One thing dead prez do well is take their time. There are some rappers you love to hear from every year, but more often the ones who saturate the landscape with album after album after album burn out or fade away. And of those, how many were ever really relevant to begin with?

Record:

dead prez Information Age (independent)

 
One thing dead prez do well is take their time. There are some rappers you love to hear from every year, but more often the ones who saturate the landscape with album after album after album burn out or fade away. And of those, how many were ever really relevant to begin with?
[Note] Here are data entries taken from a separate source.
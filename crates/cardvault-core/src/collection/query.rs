//! Collection browse queries.
//!
//! Raw request parameters are validated into a [`CollectionQuery`]. The
//! filter half of the query is a single [`CollectionFilter`] value that is
//! handed unchanged to both [`CollectionStore::fetch_page`] and
//! [`CollectionStore::count`], so the page and the total are computed from
//! the same predicate.
//!
//! [`CollectionStore::fetch_page`]: crate::traits::CollectionStore::fetch_page
//! [`CollectionStore::count`]: crate::traits::CollectionStore::count

use std::cmp::Ordering;
use std::str::FromStr;

use serde::{Deserialize, Serialize};

use crate::Result;
use crate::card::CardRecord;
use crate::error::ValidationError;
use crate::traits::CollectionStore;
use crate::types::{Color, ColorSet, Rarity, SetCode, UserId};

use super::CollectionEntry;

pub const DEFAULT_PAGE_SIZE: u32 = 50;
pub const MAX_PAGE_SIZE: u32 = 100;

/// Raw query-string parameters of a collection search.
///
/// List parameters are comma separated.
#[derive(Debug, Clone, Default, Deserialize)]
pub struct CollectionParams {
    pub q: Option<String>,
    pub colors: Option<String>,
    pub types: Option<String>,
    pub sets: Option<String>,
    pub cmc_min: Option<String>,
    pub cmc_max: Option<String>,
    pub rarity: Option<String>,
    pub sort: Option<String>,
    pub order: Option<String>,
    pub page: Option<String>,
    pub limit: Option<String>,
}

/// Predicates over a user's collection rows joined with their cards.
#[derive(Debug, Clone, Default, PartialEq)]
pub struct CollectionFilter {
    /// Lowercased substring matched against card name and notes.
    pub q: Option<String>,
    /// Matches cards sharing at least one color.
    pub colors: ColorSet,
    /// Lowercased substrings; any may match the type line.
    pub types: Vec<String>,
    pub sets: Vec<SetCode>,
    pub cmc_min: Option<f64>,
    pub cmc_max: Option<f64>,
    pub rarity: Vec<Rarity>,
}

impl CollectionFilter {
    pub fn matches(&self, entry: &CollectionEntry, card: &CardRecord) -> bool {
        if let Some(q) = &self.q {
            let in_name = card.name.to_lowercase().contains(q);
            let in_notes = entry
                .notes
                .as_deref()
                .is_some_and(|n| n.to_lowercase().contains(q));
            if !in_name && !in_notes {
                return false;
            }
        }

        if !self.colors.is_empty() {
            let card_colors: ColorSet = card.colors.iter().collect();
            if !card_colors.overlaps(&self.colors) {
                return false;
            }
        }

        if !self.types.is_empty() {
            let type_line = card.type_line.to_lowercase();
            if !self.types.iter().any(|t| type_line.contains(t.as_str())) {
                return false;
            }
        }

        if !self.sets.is_empty() && !self.sets.contains(&card.set_code) {
            return false;
        }

        if self.cmc_min.is_some_and(|min| card.cmc < min) {
            return false;
        }
        if self.cmc_max.is_some_and(|max| card.cmc > max) {
            return false;
        }

        if !self.rarity.is_empty() && !self.rarity.contains(&card.rarity) {
            return false;
        }

        true
    }
}

#[derive(Debug, Clone, Copy, Default, PartialEq, Eq, Serialize, Deserialize)]
#[serde(rename_all = "snake_case")]
pub enum SortKey {
    #[default]
    Name,
    Cmc,
    Rarity,
    Set,
    CreatedAt,
}

impl FromStr for SortKey {
    type Err = crate::Error;

    fn from_str(s: &str) -> Result<Self> {
        match s.trim().to_ascii_lowercase().as_str() {
            "name" => Ok(SortKey::Name),
            "cmc" | "complexity" => Ok(SortKey::Cmc),
            "rarity" => Ok(SortKey::Rarity),
            "set" => Ok(SortKey::Set),
            "created_at" | "date_added" | "date-added" => Ok(SortKey::CreatedAt),
            other => Err(crate::Error::invalid(
                "sort",
                format!(
                    "'{}' is not one of name, cmc, rarity, set, created_at",
                    other
                ),
            )),
        }
    }
}

#[derive(Debug, Clone, Copy, Default, PartialEq, Eq, Serialize, Deserialize)]
#[serde(rename_all = "lowercase")]
pub enum SortDirection {
    #[default]
    Asc,
    Desc,
}

impl FromStr for SortDirection {
    type Err = crate::Error;

    fn from_str(s: &str) -> Result<Self> {
        match s.trim().to_ascii_lowercase().as_str() {
            "asc" => Ok(SortDirection::Asc),
            "desc" => Ok(SortDirection::Desc),
            other => Err(crate::Error::invalid(
                "order",
                format!("'{}' is not one of asc, desc", other),
            )),
        }
    }
}

#[derive(Debug, Clone, Copy, Default, PartialEq, Eq)]
pub struct Sort {
    pub key: SortKey,
    pub direction: SortDirection,
}

impl Sort {
    /// Total order over joined rows; ties fall back to entry id ascending.
    pub fn compare(&self, a: &CollectionItem, b: &CollectionItem) -> Ordering {
        let primary = match self.key {
            SortKey::Name => a
                .card
                .name
                .to_lowercase()
                .cmp(&b.card.name.to_lowercase()),
            SortKey::Cmc => a.card.cmc.total_cmp(&b.card.cmc),
            SortKey::Rarity => a.card.rarity.rank().cmp(&b.card.rarity.rank()),
            SortKey::Set => a.card.set_code.cmp(&b.card.set_code),
            SortKey::CreatedAt => a.entry.created_at.cmp(&b.entry.created_at),
        };
        let primary = match self.direction {
            SortDirection::Asc => primary,
            SortDirection::Desc => primary.reverse(),
        };
        primary.then_with(|| a.entry.id.cmp(&b.entry.id))
    }
}

/// Requested page, 1-based.
#[derive(Debug, Clone, Copy, PartialEq, Eq)]
pub struct PageRequest {
    pub page: u32,
    pub limit: u32,
}

impl Default for PageRequest {
    fn default() -> Self {
        Self {
            page: 1,
            limit: DEFAULT_PAGE_SIZE,
        }
    }
}

impl PageRequest {
    pub fn window(&self) -> Window {
        Window {
            offset: (self.page as usize - 1) * self.limit as usize,
            limit: self.limit as usize,
        }
    }

    pub fn has_more(&self, total: u64) -> bool {
        total > u64::from(self.page) * u64::from(self.limit)
    }
}

/// Offset/limit slice of an ordered result.
#[derive(Debug, Clone, Copy, PartialEq, Eq)]
pub struct Window {
    pub offset: usize,
    pub limit: usize,
}

impl Window {
    pub fn all() -> Self {
        Self {
            offset: 0,
            limit: usize::MAX,
        }
    }

    pub fn apply<T>(&self, items: Vec<T>) -> Vec<T> {
        items.into_iter().skip(self.offset).take(self.limit).collect()
    }
}

/// A validated collection search.
#[derive(Debug, Clone, Default, PartialEq)]
pub struct CollectionQuery {
    pub filter: CollectionFilter,
    pub sort: Sort,
    pub page: PageRequest,
}

impl CollectionQuery {
    /// Validate raw parameters, collecting every rejected field.
    pub fn from_params(params: &CollectionParams) -> Result<Self> {
        let mut errors = ValidationError::new();

        let q = non_empty(&params.q).map(|q| q.to_lowercase());

        let colors = parse_list::<Color>(&params.colors, "colors", &mut errors)
            .into_iter()
            .collect();

        let types = split_list(&params.types)
            .map(|t| t.to_lowercase())
            .collect();

        let sets = parse_list::<SetCode>(&params.sets, "sets", &mut errors);
        let rarity = parse_list::<Rarity>(&params.rarity, "rarity", &mut errors);

        let cmc_min = parse_cmc(&params.cmc_min, "cmc_min", &mut errors);
        let cmc_max = parse_cmc(&params.cmc_max, "cmc_max", &mut errors);
        if let (Some(min), Some(max)) = (cmc_min, cmc_max)
            && min > max
        {
            errors.push("cmc_min", "must not exceed cmc_max");
        }

        let key = parse_one::<SortKey>(&params.sort, "sort", &mut errors).unwrap_or_default();
        let direction =
            parse_one::<SortDirection>(&params.order, "order", &mut errors).unwrap_or_default();

        let page = match non_empty(&params.page) {
            None => 1,
            Some(raw) => match raw.parse::<u32>() {
                Ok(p) if p >= 1 => p,
                _ => {
                    errors.push("page", "must be a positive integer");
                    1
                }
            },
        };
        let limit = match non_empty(&params.limit) {
            None => DEFAULT_PAGE_SIZE,
            Some(raw) => match raw.parse::<u32>() {
                Ok(l) if (1..=MAX_PAGE_SIZE).contains(&l) => l,
                _ => {
                    errors.push(
                        "limit",
                        format!("must be an integer between 1 and {}", MAX_PAGE_SIZE),
                    );
                    DEFAULT_PAGE_SIZE
                }
            },
        };

        errors.finish(Self {
            filter: CollectionFilter {
                q,
                colors,
                types,
                sets,
                cmc_min,
                cmc_max,
                rarity,
            },
            sort: Sort { key, direction },
            page: PageRequest { page, limit },
        })
    }
}

fn non_empty(raw: &Option<String>) -> Option<&str> {
    raw.as_deref().map(str::trim).filter(|s| !s.is_empty())
}

fn split_list(raw: &Option<String>) -> impl Iterator<Item = &str> {
    raw.as_deref()
        .unwrap_or("")
        .split(',')
        .map(str::trim)
        .filter(|s| !s.is_empty())
}

fn parse_list<T: FromStr>(
    raw: &Option<String>,
    field: &str,
    errors: &mut ValidationError,
) -> Vec<T> {
    let mut out = Vec::new();
    for item in split_list(raw) {
        match item.parse() {
            Ok(v) => out.push(v),
            Err(_) => errors.push(field, format!("invalid value '{}'", item)),
        }
    }
    out
}

fn parse_one<T: FromStr>(
    raw: &Option<String>,
    field: &str,
    errors: &mut ValidationError,
) -> Option<T> {
    let raw = non_empty(raw)?;
    match raw.parse() {
        Ok(v) => Some(v),
        Err(_) => {
            errors.push(field, format!("invalid value '{}'", raw));
            None
        }
    }
}

fn parse_cmc(raw: &Option<String>, field: &str, errors: &mut ValidationError) -> Option<f64> {
    let raw = non_empty(raw)?;
    match raw.parse::<f64>() {
        Ok(v) if v.is_finite() && v >= 0.0 => Some(v),
        _ => {
            errors.push(field, "must be a non-negative number");
            None
        }
    }
}

/// A collection entry joined with its cached card.
#[derive(Debug, Clone, PartialEq, Serialize, Deserialize)]
pub struct CollectionItem {
    #[serde(flatten)]
    pub entry: CollectionEntry,
    pub card: CardRecord,
}

/// One page of a collection search.
#[derive(Debug, Clone, PartialEq, Serialize, Deserialize)]
pub struct CollectionPage {
    pub data: Vec<CollectionItem>,
    pub total: u64,
    pub page: u32,
    pub limit: u32,
    #[serde(rename = "hasMore")]
    pub has_more: bool,
}

/// Run a collection search: one windowed fetch and one count, issued
/// concurrently against the same filter.
pub async fn search_collection<S>(
    store: &S,
    user: &UserId,
    query: &CollectionQuery,
) -> Result<CollectionPage>
where
    S: CollectionStore + ?Sized,
{
    let window = query.page.window();
    let (data, total) = tokio::try_join!(
        store.fetch_page(user, &query.filter, &query.sort, window),
        store.count(user, &query.filter),
    )?;

    tracing::debug!(user = %user, total, returned = data.len(), "collection search");

    Ok(CollectionPage {
        has_more: query.page.has_more(total),
        data,
        total,
        page: query.page.page,
        limit: query.page.limit,
    })
}

#[cfg(test)]
mod tests {
    use super::*;
    use crate::Error;

    fn params(pairs: &[(&str, &str)]) -> CollectionParams {
        let map: serde_json::Map<String, serde_json::Value> = pairs
            .iter()
            .map(|(k, v)| (k.to_string(), serde_json::Value::String(v.to_string())))
            .collect();
        serde_json::from_value(serde_json::Value::Object(map)).unwrap()
    }

    #[test]
    fn defaults() {
        let query = CollectionQuery::from_params(&CollectionParams::default()).unwrap();
        assert_eq!(query.page, PageRequest { page: 1, limit: 50 });
        assert_eq!(query.sort, Sort::default());
        assert_eq!(query.filter, CollectionFilter::default());
    }

    #[test]
    fn parses_lists() {
        let query = CollectionQuery::from_params(&params(&[
            ("colors", "R, g"),
            ("types", "Creature,Artifact"),
            ("sets", "DOM,war"),
            ("rarity", "rare,mythic"),
            ("sort", "complexity"),
            ("order", "desc"),
        ]))
        .unwrap();
        assert_eq!(query.filter.colors.letters(), "rg");
        assert_eq!(query.filter.types, vec!["creature", "artifact"]);
        assert_eq!(
            query.filter.sets,
            vec![SetCode::new("dom").unwrap(), SetCode::new("war").unwrap()]
        );
        assert_eq!(query.filter.rarity, vec![Rarity::Rare, Rarity::Mythic]);
        assert_eq!(query.sort.key, SortKey::Cmc);
        assert_eq!(query.sort.direction, SortDirection::Desc);
    }

    #[test]
    fn rejects_bad_fields_with_detail() {
        let err = CollectionQuery::from_params(&params(&[
            ("limit", "101"),
            ("page", "0"),
            ("cmc_min", "5"),
            ("cmc_max", "2"),
            ("sort", "price"),
        ]))
        .unwrap_err();
        let Error::Validation(v) = err else {
            panic!("expected validation error");
        };
        let fields: Vec<&str> = v.details.iter().map(|d| d.field.as_str()).collect();
        assert_eq!(fields, vec!["cmc_min", "sort", "page", "limit"]);
    }

    #[test]
    fn page_math() {
        let page = PageRequest { page: 3, limit: 20 };
        assert_eq!(page.window(), Window { offset: 40, limit: 20 });
        assert!(page.has_more(61));
        assert!(!page.has_more(60));
    }

    #[test]
    fn window_apply() {
        let window = Window { offset: 2, limit: 2 };
        assert_eq!(window.apply(vec![1, 2, 3, 4, 5]), vec![3, 4]);
        assert_eq!(window.apply(vec![1]), Vec::<i32>::new());
        assert_eq!(Window::all().apply(vec![1, 2]), vec![1, 2]);
    }
}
Then there are they so-called “political” hip hoppers who, no matter how clever their observations and rhyme schemes, stay so topically in-the-moment that they might as well tweet their lyrics bar by bar. Ironically, digital discourse seems to be putting them out of business, too. Why should I care if some armchair rebel writes a banger about “binders full of women” or something? The shelf life on that idea was up so long ago that it’s already a dated reference even for a record review.

These realities create a perfect storm for a pair of rap veterans to enter the Information Age. They have not been silent during the eight years since their sophomore studio record, RBG. Mixtapes and solo side offerings since their 2000 jumpoff, Let’s Get Free, have traditionally taken time to seep into the musical consciousness of hip hop and its fans, and it is not uncommon to hear people discussing a dead prez release three or four entire years after the fact way more reverently than they may have the day it dropped.

M-1 and stic.man don’t come bum-rushin’ 2012 with a collection of slick, inflammatory rhyming rhetoric designed to sway a vote next week and then be forgotten. They do stick to a design that worked well on RBG: driving party beats and quick four-bar trade-offs in place of long, drawn-out soliloquy-esque verses from each MC.

They’ve made it pretty clear since the first instalment of their Turn Off The Radio mixtape series (in a league of its own and among the first in the genre, giving fans some of the shine, without the polish, between studio efforts) that Let’s Get Free, contextually, would not be repeated, and they’ve stuck to their guns.

The audible result of such audacity (which becomes tangible in January, but is available online now) reaches peak levels with Information Age. Without coming off like one-trick ponies or pundits with drum machines, dpz have done well by fans to keep the backbeat bumpin’, the message up front and the white lies exposed.

 

Track:

School of Seven Bells, “Secret Days”

NYC’s School of Seven Bells conjure up the U.K.’s best late ’80s styles: shoegazing and dance music. This is a tune from their new EP, Put Your Sad Down, out on Vagrant on Nov. 13.

School Of Seven Bells – Secret Days by Vagrant Records

 

Video:

The Luyas, “Montuno”

Having recently watched the U.S. remake of The Ring again, this epic video directed by Mylène Simard had me wondering whether the phone would ring when it was over. But I’d be willing to bet that the Luyas’ sweet vocals and orchestral lilt would ward off any evil little girl that might come calling.